What needs to be done
Lines after the one containing "distribution per point." are to be omitted; print exactly each line from the start of the records up to and including it.

** Material provided follows **

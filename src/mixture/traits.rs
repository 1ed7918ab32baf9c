use crate::error::Result;

/// Common interface for hard clustering: one label per input point.
pub trait Clustering {
    /// Fit the model and return one cluster label per input point.
    ///
    /// For mixture models the label is the component with the largest
    /// responsibility (lowest index wins exact ties).
    fn fit_predict(&self, data: &[Vec<f32>]) -> Result<Vec<usize>>;

    /// The configured number of clusters.
    fn n_clusters(&self) -> usize;
}

/// Interface for soft clustering: a probability distribution per point.
pub trait SoftClustering {
    /// Fit the model and return each point's responsibilities, one row per
    /// point, each row summing to 1 across clusters.
    fn fit_predict_proba(&self, data: &[Vec<f32>]) -> Result<Vec<Vec<f32>>>;
}
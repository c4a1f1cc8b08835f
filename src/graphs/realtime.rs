//! The three realtime graphs.
//!
//! Decrypt authenticates each client slot and strips the client key while
//! folding in this node's R/U keys, Permute mixes the batch through the
//! round's permutation, and Identify (last node) multiplies the
//! precomputation back in to recover the plaintext payloads.

use parking_lot::Mutex;

use crate::{
    cryptops,
    graph::{Chunk, Graph, InputSize, LinkCtx, Module, Slot, Stream, StreamError},
    queues::client_errors::ClientError,
};

use super::{
    linked,
    precomputation::{render_pair, set_pair, PERMUTE_INPUT_SIZE},
};

/// The client-facing metadata of one inbound slot, kept until the decrypt
/// module authenticates it.
#[derive(Debug, Clone)]
struct SlotMeta {
    sender_id: Vec<u8>,
    kmac: Vec<u8>,
    salt: Vec<u8>,
}

// --- RealDecrypt ---

#[derive(Default)]
pub struct RealDecryptStream {
    ctx: Option<LinkCtx>,
    metas: Vec<Mutex<Option<SlotMeta>>>,
}

impl Stream for RealDecryptStream {
    fn name(&self) -> &'static str {
        "RealDecrypt"
    }

    fn link(&mut self, ctx: LinkCtx) -> Result<(), StreamError> {
        // Fail at link time if the round forgot the decrypt extras.
        ctx.client_errors(self.name())?;
        ctx.secrets(self.name())?;
        self.metas = (0..ctx.expanded_batch)
            .map(|_| Mutex::new(None))
            .collect();
        self.ctx = Some(ctx);
        Ok(())
    }

    fn input(&self, index: u32, message: &Slot) -> Result<(), StreamError> {
        let ctx = linked(&self.ctx, self.name())?;
        if index >= ctx.expanded_batch {
            return Err(StreamError::OutsideOfBatch {
                index,
                batch: ctx.expanded_batch,
            });
        }
        set_pair(
            ctx,
            index,
            message,
            &ctx.buffer.ecr_payload_a,
            &ctx.buffer.ecr_payload_b,
        )?;
        *self.metas[index as usize].lock() = Some(SlotMeta {
            sender_id: message.sender_id.clone(),
            kmac: message.kmac.clone(),
            salt: message.salt.clone(),
        });
        Ok(())
    }

    fn output(&self, index: u32) -> Result<Slot, StreamError> {
        let ctx = linked(&self.ctx, self.name())?;
        if index >= ctx.expanded_batch {
            return Err(StreamError::OutsideOfBatch {
                index,
                batch: ctx.expanded_batch,
            });
        }
        Ok(render_pair(
            index,
            &ctx.buffer.ecr_payload_a,
            &ctx.buffer.ecr_payload_b,
        ))
    }
}

/// Authenticates each slot's KMAC, derives the client's payload keys, and
/// replaces the client keying with this node's R/U keys.
///
/// A failed precondition blanks the slot and reports the client; it never
/// fails the graph.
pub struct RealDecryptModule;

impl RealDecryptModule {
    fn blank_slot(stream: &RealDecryptStream, ctx: &LinkCtx, i: usize, reason: &str) {
        let group = &ctx.group;
        let buffer = &ctx.buffer;
        *buffer.keys_payload_a.get(i) = group.new_int();
        *buffer.keys_payload_b.get(i) = group.new_int();
        *buffer.ecr_payload_a.get(i) = group.new_int();
        *buffer.ecr_payload_b.get(i) = group.new_int();

        let sender_id = stream.metas[i]
            .lock()
            .as_ref()
            .map(|meta| meta.sender_id.clone())
            .unwrap_or_default();
        // The reporter can only be missing if link-time validation was
        // bypassed; drop the report rather than fail the batch.
        if let Ok(reporter) = ctx.client_errors("RealDecrypt") {
            if let Err(err) = reporter.send(
                ctx.round_id,
                ClientError {
                    client_id: sender_id,
                    slot: i as u32,
                    reason: reason.to_string(),
                },
            ) {
                warn!(round = ctx.round_id, slot = i, error = %err, "client failure dropped");
            }
        }
    }
}

impl Module<RealDecryptStream> for RealDecryptModule {
    fn name(&self) -> &'static str {
        "RealDecrypt"
    }

    fn adapt(&self, stream: &RealDecryptStream, chunk: Chunk) -> Result<(), StreamError> {
        let ctx = linked(&stream.ctx, stream.name())?;
        let group = &ctx.group;
        let buffer = &ctx.buffer;
        let secrets = ctx.secrets(stream.name())?;
        for slot in chunk.range() {
            let i = slot as usize;
            let meta = match stream.metas[i].lock().clone() {
                Some(meta) => meta,
                // Padding slots carry no client message.
                None => continue,
            };

            let base_key = match secrets.client_base_key(&meta.sender_id) {
                Some(key) => key,
                None => {
                    Self::blank_slot(stream, ctx, i, "unregistered client");
                    continue;
                }
            };

            let payload_a = buffer.ecr_payload_a.get(i).bytes();
            let payload_b = buffer.ecr_payload_b.get(i).bytes();
            let kmac_key = cryptops::kmac_key(&base_key, &meta.salt);
            if !cryptops::verify_kmac(&meta.kmac, &kmac_key, &payload_a, &payload_b) {
                Self::blank_slot(stream, ctx, i, "invalid kmac");
                continue;
            }

            let key_a = cryptops::payload_a_key(group, &base_key, &meta.salt)?;
            let key_b = cryptops::payload_b_key(group, &base_key, &meta.salt)?;

            // payload A: strip the client key, fold in R.
            let mut inverted = group.new_int();
            group.inverse(&key_a, &mut inverted)?;
            let current = buffer.ecr_payload_a.get(i).clone();
            let mut stripped = group.new_int();
            group.mul(&current, &inverted, &mut stripped)?;
            let r = buffer.r.get(i).clone();
            let mut next = group.new_int();
            group.mul(&stripped, &r, &mut next)?;
            *buffer.ecr_payload_a.get(i) = next;

            // payload B: the same with U.
            let mut inverted = group.new_int();
            group.inverse(&key_b, &mut inverted)?;
            let current = buffer.ecr_payload_b.get(i).clone();
            let mut stripped = group.new_int();
            group.mul(&current, &inverted, &mut stripped)?;
            let u = buffer.u.get(i).clone();
            let mut next = group.new_int();
            group.mul(&stripped, &u, &mut next)?;
            *buffer.ecr_payload_b.get(i) = next;

            *buffer.keys_payload_a.get(i) = key_a;
            *buffer.keys_payload_b.get(i) = key_b;
        }
        Ok(())
    }
}

pub fn real_decrypt_graph() -> Graph<RealDecryptStream> {
    super::single_module_graph(
        "real-decrypt",
        RealDecryptStream::default(),
        RealDecryptModule,
    )
}

// --- RealPermute ---

#[derive(Default)]
pub struct RealPermuteStream {
    ctx: Option<LinkCtx>,
}

impl Stream for RealPermuteStream {
    fn name(&self) -> &'static str {
        "RealPermute"
    }

    fn link(&mut self, ctx: LinkCtx) -> Result<(), StreamError> {
        self.ctx = Some(ctx);
        Ok(())
    }

    fn input(&self, index: u32, message: &Slot) -> Result<(), StreamError> {
        let ctx = linked(&self.ctx, self.name())?;
        if index >= ctx.expanded_batch {
            return Err(StreamError::OutsideOfBatch {
                index,
                batch: ctx.expanded_batch,
            });
        }
        set_pair(
            ctx,
            index,
            message,
            &ctx.buffer.ecr_payload_a,
            &ctx.buffer.ecr_payload_b,
        )
    }

    fn output(&self, index: u32) -> Result<Slot, StreamError> {
        let ctx = linked(&self.ctx, self.name())?;
        if index >= ctx.expanded_batch {
            return Err(StreamError::OutsideOfBatch {
                index,
                batch: ctx.expanded_batch,
            });
        }
        Ok(render_pair(
            index,
            &ctx.buffer.permuted_payload_a,
            &ctx.buffer.permuted_payload_b,
        ))
    }
}

/// The realtime mix: identical gather to the precomputation permute, keyed
/// with `S` and `V`.
pub struct RealPermuteModule;

impl Module<RealPermuteStream> for RealPermuteModule {
    fn name(&self) -> &'static str {
        "RealPermute"
    }

    fn input_size(&self) -> InputSize {
        InputSize::Fixed(PERMUTE_INPUT_SIZE)
    }

    fn adapt(&self, stream: &RealPermuteStream, chunk: Chunk) -> Result<(), StreamError> {
        let ctx = linked(&stream.ctx, stream.name())?;
        let group = &ctx.group;
        let buffer = &ctx.buffer;
        let permutations = buffer.permutations();
        for slot in chunk.range() {
            let i = slot as usize;
            let src = permutations[i] as usize;

            let value = buffer.ecr_payload_a.get(src).clone();
            let s = buffer.s.get(src).clone();
            let mut out = group.new_int();
            group.mul(&value, &s, &mut out)?;
            *buffer.permuted_payload_a.get(i) = out;

            let value = buffer.ecr_payload_b.get(src).clone();
            let v = buffer.v.get(src).clone();
            let mut out = group.new_int();
            group.mul(&value, &v, &mut out)?;
            *buffer.permuted_payload_b.get(i) = out;
        }
        Ok(())
    }
}

pub fn real_permute_graph() -> Graph<RealPermuteStream> {
    super::single_module_graph(
        "real-permute",
        RealPermuteStream::default(),
        RealPermuteModule,
    )
}

// --- RealIdentify ---

#[derive(Default)]
pub struct RealIdentifyStream {
    ctx: Option<LinkCtx>,
}

impl Stream for RealIdentifyStream {
    fn name(&self) -> &'static str {
        "RealIdentify"
    }

    fn link(&mut self, ctx: LinkCtx) -> Result<(), StreamError> {
        self.ctx = Some(ctx);
        Ok(())
    }

    fn input(&self, index: u32, message: &Slot) -> Result<(), StreamError> {
        let ctx = linked(&self.ctx, self.name())?;
        if index >= ctx.expanded_batch {
            return Err(StreamError::OutsideOfBatch {
                index,
                batch: ctx.expanded_batch,
            });
        }
        set_pair(
            ctx,
            index,
            message,
            &ctx.buffer.permuted_payload_a,
            &ctx.buffer.permuted_payload_b,
        )
    }

    fn output(&self, index: u32) -> Result<Slot, StreamError> {
        let ctx = linked(&self.ctx, self.name())?;
        if index >= ctx.expanded_batch {
            return Err(StreamError::OutsideOfBatch {
                index,
                batch: ctx.expanded_batch,
            });
        }
        Ok(render_pair(
            index,
            &ctx.buffer.permuted_payload_a,
            &ctx.buffer.permuted_payload_b,
        ))
    }
}

/// Last-node recovery: multiplies the strip-phase precomputation into the
/// permuted payloads, cancelling every node's keying.
pub struct RealIdentifyModule;

impl Module<RealIdentifyStream> for RealIdentifyModule {
    fn name(&self) -> &'static str {
        "RealIdentify"
    }

    fn adapt(&self, stream: &RealIdentifyStream, chunk: Chunk) -> Result<(), StreamError> {
        let ctx = linked(&stream.ctx, stream.name())?;
        let group = &ctx.group;
        let buffer = &ctx.buffer;
        for slot in chunk.range() {
            let i = slot as usize;

            let value = buffer.permuted_payload_a.get(i).clone();
            let precomputed = buffer.payload_a_precomputation.get(i).clone();
            let mut out = group.new_int();
            group.mul(&value, &precomputed, &mut out)?;
            *buffer.permuted_payload_a.get(i) = out;

            let value = buffer.permuted_payload_b.get(i).clone();
            let precomputed = buffer.payload_b_precomputation.get(i).clone();
            let mut out = group.new_int();
            group.mul(&value, &precomputed, &mut out)?;
            *buffer.permuted_payload_b.get(i) = out;
        }
        Ok(())
    }
}

pub fn real_identify_graph() -> Graph<RealIdentifyStream> {
    super::single_module_graph(
        "real-identify",
        RealIdentifyStream::default(),
        RealIdentifyModule,
    )
}
//! A phase: one graph plus the machinery to run it inside a round.
//!
//! A round is an ordered list of phases. Each phase owns a type-erased
//! graph, a transmission handler that forwards the graph's outputs to the
//! next node, an execution timeout for the resource queue, and a
//! verification flag. The phase's position in the round binds it to the
//! round's shared state word; all state queries and transitions go through
//! that binding.

pub mod state;

pub use self::state::{RoundStateWord, State, StateError, MAX_PHASES};

use std::{convert::TryFrom, fmt, sync::Arc, time::Duration, time::Instant};

use derive_more::Display;
use futures::future::BoxFuture;
use num_enum::TryFromPrimitive;
use once_cell::sync::OnceCell;
use parking_lot::Mutex;
use thiserror::Error;

use crate::{
    graph::{BuildableGraph, Chunk, GraphRunner, Slot, StreamError},
    node::transport::TransportError,
    round::topology::{Circuit, NodeId},
    RoundId,
};

/// The nine phases of a round, in execution order.
///
/// The first six precompute the decryption factors; the last three carry
/// client traffic.
#[derive(Debug, Display, Clone, Copy, PartialEq, Eq, Hash, TryFromPrimitive)]
#[repr(u8)]
pub enum PhaseType {
    #[display(fmt = "PrecompGeneration")]
    PrecompGeneration = 0,
    #[display(fmt = "PrecompShare")]
    PrecompShare = 1,
    #[display(fmt = "PrecompDecrypt")]
    PrecompDecrypt = 2,
    #[display(fmt = "PrecompPermute")]
    PrecompPermute = 3,
    #[display(fmt = "PrecompReveal")]
    PrecompReveal = 4,
    #[display(fmt = "PrecompStrip")]
    PrecompStrip = 5,
    #[display(fmt = "RealDecrypt")]
    RealDecrypt = 6,
    #[display(fmt = "RealPermute")]
    RealPermute = 7,
    #[display(fmt = "RealIdentify")]
    RealIdentify = 8,
}

impl PhaseType {
    /// The number of phase types.
    pub const COUNT: usize = 9;

    /// All phase types in execution order.
    pub fn all() -> [PhaseType; Self::COUNT] {
        [
            PhaseType::PrecompGeneration,
            PhaseType::PrecompShare,
            PhaseType::PrecompDecrypt,
            PhaseType::PrecompPermute,
            PhaseType::PrecompReveal,
            PhaseType::PrecompStrip,
            PhaseType::RealDecrypt,
            PhaseType::RealPermute,
            PhaseType::RealIdentify,
        ]
    }

    /// The wire tag carried by messages addressed to this phase.
    pub fn tag(self) -> &'static str {
        match self {
            PhaseType::PrecompGeneration => "PrecompGeneration",
            PhaseType::PrecompShare => "PrecompShare",
            PhaseType::PrecompDecrypt => "PrecompDecrypt",
            PhaseType::PrecompPermute => "PrecompPermute",
            PhaseType::PrecompReveal => "PrecompReveal",
            PhaseType::PrecompStrip => "PrecompStrip",
            PhaseType::RealDecrypt => "RealDecrypt",
            PhaseType::RealPermute => "RealPermute",
            PhaseType::RealIdentify => "RealIdentify",
        }
    }

    /// The wire tag of this phase's verification acknowledgement, for the
    /// phases that wait for one.
    pub fn verification_tag(self) -> Option<&'static str> {
        match self {
            PhaseType::PrecompShare => Some("PrecompShareVerification"),
            PhaseType::PrecompReveal => Some("PrecompRevealVerification"),
            PhaseType::RealPermute => Some("RealPermuteVerification"),
            _ => None,
        }
    }

    /// Resolves a wire tag back to its phase. Verification tags resolve to
    /// the phase they acknowledge.
    pub fn from_tag(tag: &str) -> Option<(PhaseType, bool)> {
        for phase_type in Self::all() {
            if phase_type.tag() == tag {
                return Some((phase_type, false));
            }
            if phase_type.verification_tag() == Some(tag) {
                return Some((phase_type, true));
            }
        }
        None
    }

    /// The phase that follows this one, or `None` for the final phase.
    pub fn next(self) -> Option<PhaseType> {
        PhaseType::try_from(self as u8 + 1).ok()
    }

    /// Whether this phase belongs to the precomputation half of the round.
    pub fn is_precomputation(self) -> bool {
        (self as u8) <= PhaseType::PrecompStrip as u8
    }

    /// Whether this phase belongs to the realtime half of the round.
    pub fn is_realtime(self) -> bool {
        !self.is_precomputation()
    }
}

/// An error produced by phase wiring or state handling.
#[derive(Debug, Error)]
pub enum PhaseError {
    /// The phase was used before its round connected it.
    #[error("phase {0} is not connected to a round")]
    Unconnected(PhaseType),
    /// A phase can only be connected once.
    #[error("phase {0} is already connected to round {1}")]
    AlreadyConnected(PhaseType, RoundId),
    /// A state transition failed.
    #[error(transparent)]
    State(#[from] StateError),
}

/// An error produced while transmitting a phase's outputs.
#[derive(Debug, Error)]
pub enum TransmitError {
    /// The network send failed.
    #[error(transparent)]
    Transport(#[from] TransportError),
    /// Rendering an outbound slot failed.
    #[error(transparent)]
    Stream(#[from] StreamError),
    /// Finalizing the phase's state failed.
    #[error(transparent)]
    Phase(Box<PhaseError>),
    /// The circuit has no destination for the outputs.
    #[error(transparent)]
    Topology(#[from] crate::round::topology::TopologyError),
    /// A round completion hook rejected the outputs.
    #[error("round hook failed: {0}")]
    Hook(String),
}

impl From<PhaseError> for TransmitError {
    fn from(err: PhaseError) -> Self {
        TransmitError::Phase(Box::new(err))
    }
}

/// Pulls the next completed chunk off the phase's graph.
pub type GetChunk = Arc<dyn Fn() -> BoxFuture<'static, Option<Chunk>> + Send + Sync>;

/// Renders one outbound slot from the phase's stream.
pub type GetSlot = Arc<dyn Fn(u32) -> Result<Slot, StreamError> + Send + Sync>;

/// Everything a transmission handler needs to forward a phase's outputs.
#[derive(Clone)]
pub struct TransmitCtx {
    pub round_id: RoundId,
    pub phase_type: PhaseType,
    pub node_id: NodeId,
    pub topology: Arc<Circuit>,
    pub network: Arc<dyn crate::node::transport::Transport>,
    pub get_chunk: GetChunk,
    pub get_slot: GetSlot,
    pub hooks: Arc<dyn RoundHooks>,
}

/// Invoked as a phase's graph drains; transmits chunk by chunk.
pub type TransmissionHandler =
    Arc<dyn Fn(TransmitCtx) -> BoxFuture<'static, Result<(), TransmitError>> + Send + Sync>;

/// Callbacks a node registers on the rounds it owns.
pub trait RoundHooks: Send + Sync {
    /// The precomputation half of the round finished on this node.
    fn precomputation_complete(&self, round_id: RoundId);

    /// The realtime half finished; `slots` are the recovered outputs
    /// (populated on the last node only).
    fn realtime_complete(&self, round_id: RoundId, slots: Vec<Slot>);
}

** End of Material provided **

Task output
filename src/mixture/traits.rs
repository 1ed7918ab32baf9c
use crate::error::Result;

/// Common interface for hard clustering: one label per input point.
pub trait Clustering {
    /// Fit the model and return one cluster label per input point.
    ///
    /// For mixture models the label is the component with the largest
    /// responsibility (lowest index wins exact ties).
    fn fit_predict(&self, data: &[Vec<f32>]) -> Result<Vec<usize>>;

    /// The configured number of clusters.
    fn n_clusters(&self) -> usize;
}

/// Interface for soft clustering: a probability distribution per point.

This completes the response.